Minggu, 14 Oktober 2018

,

Mengubur Sepi


Tak Ada Gunanya
Mataku memandang dalam kaca
menyaksikan diri menghitung batu kerikil
yang jujur, tak ada gunanya.
Sesekali kuteriak pada diri sendiri.
Memang, aku seperti tak ada guna!


Siapa Yang Mau Sepi?
Bilamana aku masih terlelap di umur yang 25.
Sedang bangun-bangun
disampingku hanya ada kucing.
Dan lampu kamar meredup seperti kehabisan tenaga.
Juga jendela enggan menyambut, apalagi
kekasih, apalagi kekasih.

Di depan kaca aku hanya ingin menari.
Seperti pucuk kembang jambu di dekat bagasi.
Aku tawarkan,
siapa yang mau sepi.
Siapa yang mau sepi?
Mari kesini, kuajari ciptakan sepi yang baik


Orang Jauh
Aku tak ingin seperti ini.
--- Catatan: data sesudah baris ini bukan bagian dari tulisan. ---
//! Records owned by the persistence layer.

use chrono::{DateTime, Utc};
use serde::{Deserialize, Serialize};
use uuid::Uuid;

use crate::models::{Distribution, TimelineId};

/// Audit entry appended after every persisted recalculation.
#[derive(Debug, Clone, PartialEq, Serialize, Deserialize)]
pub struct RunRecord {
    pub run_id: Uuid,
    pub timeline_id: TimelineId,
    pub recorded_at: DateTime<Utc>,
    pub scale_factor: f64,
    pub lead_time_months: f64,
    pub distribution: Distribution,
    pub respect_locks: bool,
    pub updated_count: usize,
    pub skipped_locked_count: usize,
    pub notes: Vec<String>,
    /// Event anchor version the run was computed from
    pub source_version: u64,
    /// SHA-256 of the recalculation input
    pub input_fingerprint: String,
}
Ketika orang jauh bahkan yang sangat jauh menyakiti kita, menyakiti diri ini dari kejauhan. Seperti sebuah pistol menangkap dan mengancam mata-mata burung, padahal ia sedang ingin sekali bahagia dengan mematuk-matuk kepala kekasihnya.
*
Padahal aku selalu percaya, kita hidup ada di pohon paling teduh, tak ada kesakitan juga keraguan yang menggelatung seperti awan yang pucat. Atau kesakitan juga tiba-tiba menyerang seperti nyamuk yang sedang kelaparan
*
Tapi  percaya tidak percaya, akan ada banyak orang, orang jauh bahkan, yang  begitu mudah menciptakan kesakitan-kesakitan yang menggumpal. Ingin sekali aku menggulung kesakitan itu seperti aku menghilangkan tikar dalam datar. Tapi percuma saja, mereka berbekal peluru penembus bahagia.


Pohon Pura-Pura
Yang mengakar sampai kerak adalah pohon kepura-puraanmu.
Padahal hari ini
aku tidak ingin menjelma menjadi penebang pohon yang serakah.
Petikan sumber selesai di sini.